- _EXERCISE DETAILS_: Return exactly and only these lines: the first of the listing through the one containing "pub const PROTOCOL_VERSION: u8 = 1;".

"""

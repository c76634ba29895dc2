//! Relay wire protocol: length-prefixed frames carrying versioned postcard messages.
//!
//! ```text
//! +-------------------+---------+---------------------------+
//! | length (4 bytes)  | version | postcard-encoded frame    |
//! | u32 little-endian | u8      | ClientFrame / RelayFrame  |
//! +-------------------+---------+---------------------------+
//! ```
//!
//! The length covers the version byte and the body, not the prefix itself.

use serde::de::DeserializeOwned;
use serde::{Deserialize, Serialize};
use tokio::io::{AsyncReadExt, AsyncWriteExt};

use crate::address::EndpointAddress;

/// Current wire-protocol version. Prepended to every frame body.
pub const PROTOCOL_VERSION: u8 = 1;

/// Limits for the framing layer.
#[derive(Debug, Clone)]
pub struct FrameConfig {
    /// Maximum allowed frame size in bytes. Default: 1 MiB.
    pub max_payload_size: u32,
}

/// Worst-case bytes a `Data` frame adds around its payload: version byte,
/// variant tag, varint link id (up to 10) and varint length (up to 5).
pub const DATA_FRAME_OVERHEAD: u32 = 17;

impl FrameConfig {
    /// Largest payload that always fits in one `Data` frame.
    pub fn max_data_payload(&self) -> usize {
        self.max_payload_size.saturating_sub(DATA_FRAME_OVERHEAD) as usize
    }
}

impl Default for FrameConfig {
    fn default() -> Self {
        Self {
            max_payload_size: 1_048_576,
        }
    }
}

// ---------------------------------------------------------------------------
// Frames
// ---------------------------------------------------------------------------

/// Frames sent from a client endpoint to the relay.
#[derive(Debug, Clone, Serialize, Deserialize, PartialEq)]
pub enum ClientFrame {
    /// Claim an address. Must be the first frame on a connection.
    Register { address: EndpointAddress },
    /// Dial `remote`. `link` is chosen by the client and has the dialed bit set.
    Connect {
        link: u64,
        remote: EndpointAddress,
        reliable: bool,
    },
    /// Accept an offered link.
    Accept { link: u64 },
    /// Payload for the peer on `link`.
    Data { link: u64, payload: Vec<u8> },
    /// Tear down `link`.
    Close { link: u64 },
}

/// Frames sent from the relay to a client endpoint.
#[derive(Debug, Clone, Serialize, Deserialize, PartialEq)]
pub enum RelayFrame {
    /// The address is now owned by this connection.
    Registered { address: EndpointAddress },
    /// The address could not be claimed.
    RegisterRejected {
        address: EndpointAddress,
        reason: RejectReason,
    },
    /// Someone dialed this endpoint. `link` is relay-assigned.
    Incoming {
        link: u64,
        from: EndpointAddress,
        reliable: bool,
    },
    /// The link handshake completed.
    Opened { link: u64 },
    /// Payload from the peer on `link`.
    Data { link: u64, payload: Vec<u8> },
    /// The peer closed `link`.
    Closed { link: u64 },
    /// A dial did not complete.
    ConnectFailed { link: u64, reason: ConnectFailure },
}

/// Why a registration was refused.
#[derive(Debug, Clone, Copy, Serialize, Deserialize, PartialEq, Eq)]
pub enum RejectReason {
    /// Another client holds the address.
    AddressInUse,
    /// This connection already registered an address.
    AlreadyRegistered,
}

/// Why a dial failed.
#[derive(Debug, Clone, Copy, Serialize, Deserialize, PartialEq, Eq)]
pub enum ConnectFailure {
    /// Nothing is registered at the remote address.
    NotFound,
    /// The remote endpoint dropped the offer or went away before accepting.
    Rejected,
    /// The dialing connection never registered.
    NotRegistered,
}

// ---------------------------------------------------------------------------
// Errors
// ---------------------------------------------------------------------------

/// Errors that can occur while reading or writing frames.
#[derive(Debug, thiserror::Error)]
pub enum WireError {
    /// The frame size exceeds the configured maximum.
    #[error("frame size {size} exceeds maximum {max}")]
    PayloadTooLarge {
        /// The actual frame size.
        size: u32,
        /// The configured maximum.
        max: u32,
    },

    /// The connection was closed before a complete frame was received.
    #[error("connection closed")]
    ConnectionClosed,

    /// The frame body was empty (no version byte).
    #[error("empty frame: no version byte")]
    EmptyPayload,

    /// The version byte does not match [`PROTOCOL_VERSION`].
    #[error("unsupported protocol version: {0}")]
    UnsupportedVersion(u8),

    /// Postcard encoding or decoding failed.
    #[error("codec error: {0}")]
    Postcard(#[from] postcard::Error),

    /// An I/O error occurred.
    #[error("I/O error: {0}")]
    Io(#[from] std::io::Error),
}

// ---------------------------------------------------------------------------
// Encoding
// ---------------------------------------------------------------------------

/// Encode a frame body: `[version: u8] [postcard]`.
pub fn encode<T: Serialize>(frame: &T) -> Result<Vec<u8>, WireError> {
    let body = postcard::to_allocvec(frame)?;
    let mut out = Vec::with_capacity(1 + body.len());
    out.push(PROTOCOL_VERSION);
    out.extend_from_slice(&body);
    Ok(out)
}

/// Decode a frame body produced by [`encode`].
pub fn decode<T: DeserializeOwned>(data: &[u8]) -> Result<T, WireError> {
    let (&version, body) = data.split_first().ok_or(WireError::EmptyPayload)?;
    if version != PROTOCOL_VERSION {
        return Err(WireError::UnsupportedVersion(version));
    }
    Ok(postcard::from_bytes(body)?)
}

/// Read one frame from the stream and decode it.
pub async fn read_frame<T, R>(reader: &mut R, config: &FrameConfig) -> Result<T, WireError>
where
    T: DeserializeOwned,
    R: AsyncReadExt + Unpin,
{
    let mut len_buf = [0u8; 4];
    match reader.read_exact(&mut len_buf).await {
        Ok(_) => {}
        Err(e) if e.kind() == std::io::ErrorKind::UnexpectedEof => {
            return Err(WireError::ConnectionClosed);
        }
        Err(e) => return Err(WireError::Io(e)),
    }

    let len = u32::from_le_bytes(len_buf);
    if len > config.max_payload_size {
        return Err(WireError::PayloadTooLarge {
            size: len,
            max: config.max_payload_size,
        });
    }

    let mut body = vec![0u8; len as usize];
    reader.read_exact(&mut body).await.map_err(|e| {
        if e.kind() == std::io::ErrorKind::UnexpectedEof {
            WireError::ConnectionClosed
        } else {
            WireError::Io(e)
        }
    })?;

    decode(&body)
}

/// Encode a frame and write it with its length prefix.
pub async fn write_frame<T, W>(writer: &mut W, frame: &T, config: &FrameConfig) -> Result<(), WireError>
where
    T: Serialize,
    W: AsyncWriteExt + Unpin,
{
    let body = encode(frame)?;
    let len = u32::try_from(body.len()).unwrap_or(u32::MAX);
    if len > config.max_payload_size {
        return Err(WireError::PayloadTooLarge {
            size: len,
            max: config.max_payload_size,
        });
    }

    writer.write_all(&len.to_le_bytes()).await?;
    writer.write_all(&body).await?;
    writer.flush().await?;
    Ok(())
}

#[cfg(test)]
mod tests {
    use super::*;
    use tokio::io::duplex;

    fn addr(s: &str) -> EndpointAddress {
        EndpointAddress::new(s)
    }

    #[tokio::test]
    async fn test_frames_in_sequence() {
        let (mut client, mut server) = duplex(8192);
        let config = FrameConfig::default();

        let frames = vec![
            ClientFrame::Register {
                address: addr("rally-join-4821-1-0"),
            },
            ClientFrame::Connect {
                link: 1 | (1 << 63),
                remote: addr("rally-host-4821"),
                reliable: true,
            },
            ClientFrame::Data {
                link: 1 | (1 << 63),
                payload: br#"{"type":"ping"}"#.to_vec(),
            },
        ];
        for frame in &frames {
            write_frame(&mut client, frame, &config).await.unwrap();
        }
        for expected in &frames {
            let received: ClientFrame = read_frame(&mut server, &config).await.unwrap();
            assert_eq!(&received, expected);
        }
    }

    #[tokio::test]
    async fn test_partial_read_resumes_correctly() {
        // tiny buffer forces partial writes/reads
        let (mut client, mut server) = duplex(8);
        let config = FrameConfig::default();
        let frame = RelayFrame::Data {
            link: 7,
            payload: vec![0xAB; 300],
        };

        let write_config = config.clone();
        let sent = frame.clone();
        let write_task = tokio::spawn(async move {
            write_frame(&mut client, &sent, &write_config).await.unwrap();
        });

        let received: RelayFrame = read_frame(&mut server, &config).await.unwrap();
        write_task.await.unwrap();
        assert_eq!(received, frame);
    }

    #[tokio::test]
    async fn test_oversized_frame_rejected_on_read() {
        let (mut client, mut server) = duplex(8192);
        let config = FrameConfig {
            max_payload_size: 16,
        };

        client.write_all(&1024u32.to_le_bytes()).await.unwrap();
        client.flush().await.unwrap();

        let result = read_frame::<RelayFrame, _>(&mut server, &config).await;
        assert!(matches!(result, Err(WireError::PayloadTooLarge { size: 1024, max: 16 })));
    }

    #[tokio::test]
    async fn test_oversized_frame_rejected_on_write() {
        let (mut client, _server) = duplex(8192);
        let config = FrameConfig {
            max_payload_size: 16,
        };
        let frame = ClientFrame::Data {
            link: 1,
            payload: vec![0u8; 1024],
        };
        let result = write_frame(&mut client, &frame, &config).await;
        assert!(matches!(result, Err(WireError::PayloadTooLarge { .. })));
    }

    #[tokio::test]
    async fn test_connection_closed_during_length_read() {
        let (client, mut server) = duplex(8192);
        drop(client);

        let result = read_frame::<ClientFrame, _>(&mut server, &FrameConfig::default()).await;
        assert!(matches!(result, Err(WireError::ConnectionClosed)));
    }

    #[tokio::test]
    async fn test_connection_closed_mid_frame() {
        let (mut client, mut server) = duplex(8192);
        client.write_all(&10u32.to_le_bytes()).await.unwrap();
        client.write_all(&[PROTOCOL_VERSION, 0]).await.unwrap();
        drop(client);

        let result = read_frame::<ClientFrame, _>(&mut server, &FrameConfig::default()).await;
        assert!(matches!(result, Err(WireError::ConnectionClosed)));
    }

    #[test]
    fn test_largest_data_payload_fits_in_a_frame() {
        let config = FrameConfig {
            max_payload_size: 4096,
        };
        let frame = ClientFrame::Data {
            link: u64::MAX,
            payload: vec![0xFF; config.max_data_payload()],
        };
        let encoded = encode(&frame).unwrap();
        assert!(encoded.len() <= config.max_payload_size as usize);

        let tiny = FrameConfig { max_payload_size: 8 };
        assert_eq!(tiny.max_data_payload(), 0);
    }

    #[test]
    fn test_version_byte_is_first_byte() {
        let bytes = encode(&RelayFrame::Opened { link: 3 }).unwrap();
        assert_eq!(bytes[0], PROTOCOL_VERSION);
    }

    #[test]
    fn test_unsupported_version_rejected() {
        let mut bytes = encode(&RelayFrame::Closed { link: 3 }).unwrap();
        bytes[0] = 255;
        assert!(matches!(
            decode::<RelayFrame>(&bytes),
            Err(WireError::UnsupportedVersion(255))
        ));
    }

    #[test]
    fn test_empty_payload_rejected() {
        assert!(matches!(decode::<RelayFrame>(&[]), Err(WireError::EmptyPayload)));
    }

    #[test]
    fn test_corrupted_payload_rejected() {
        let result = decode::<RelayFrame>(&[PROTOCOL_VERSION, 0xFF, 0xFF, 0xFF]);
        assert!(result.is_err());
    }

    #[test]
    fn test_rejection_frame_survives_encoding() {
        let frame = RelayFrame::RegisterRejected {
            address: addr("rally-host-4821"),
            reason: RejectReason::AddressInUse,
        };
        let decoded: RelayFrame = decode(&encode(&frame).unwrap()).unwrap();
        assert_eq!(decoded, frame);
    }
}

"""

- _ANSWER FOR THIS EXERCISE_:
repository c76634ba29895dc2
//! Relay wire protocol: length-prefixed frames carrying versioned postcard messages.
//!
//! ```text
//! +-------------------+---------+---------------------------+
//! | length (4 bytes)  | version | postcard-encoded frame    |
//! | u32 little-endian | u8      | ClientFrame / RelayFrame  |
//! +-------------------+---------+---------------------------+
//! ```
//!
//! The length covers the version byte and the body, not the prefix itself.

use serde::de::DeserializeOwned;
use serde::{Deserialize, Serialize};
use tokio::io::{AsyncReadExt, AsyncWriteExt};

use crate::address::EndpointAddress;

/// Current wire-protocol version. Prepended to every frame body.
pub const PROTOCOL_VERSION: u8 = 1;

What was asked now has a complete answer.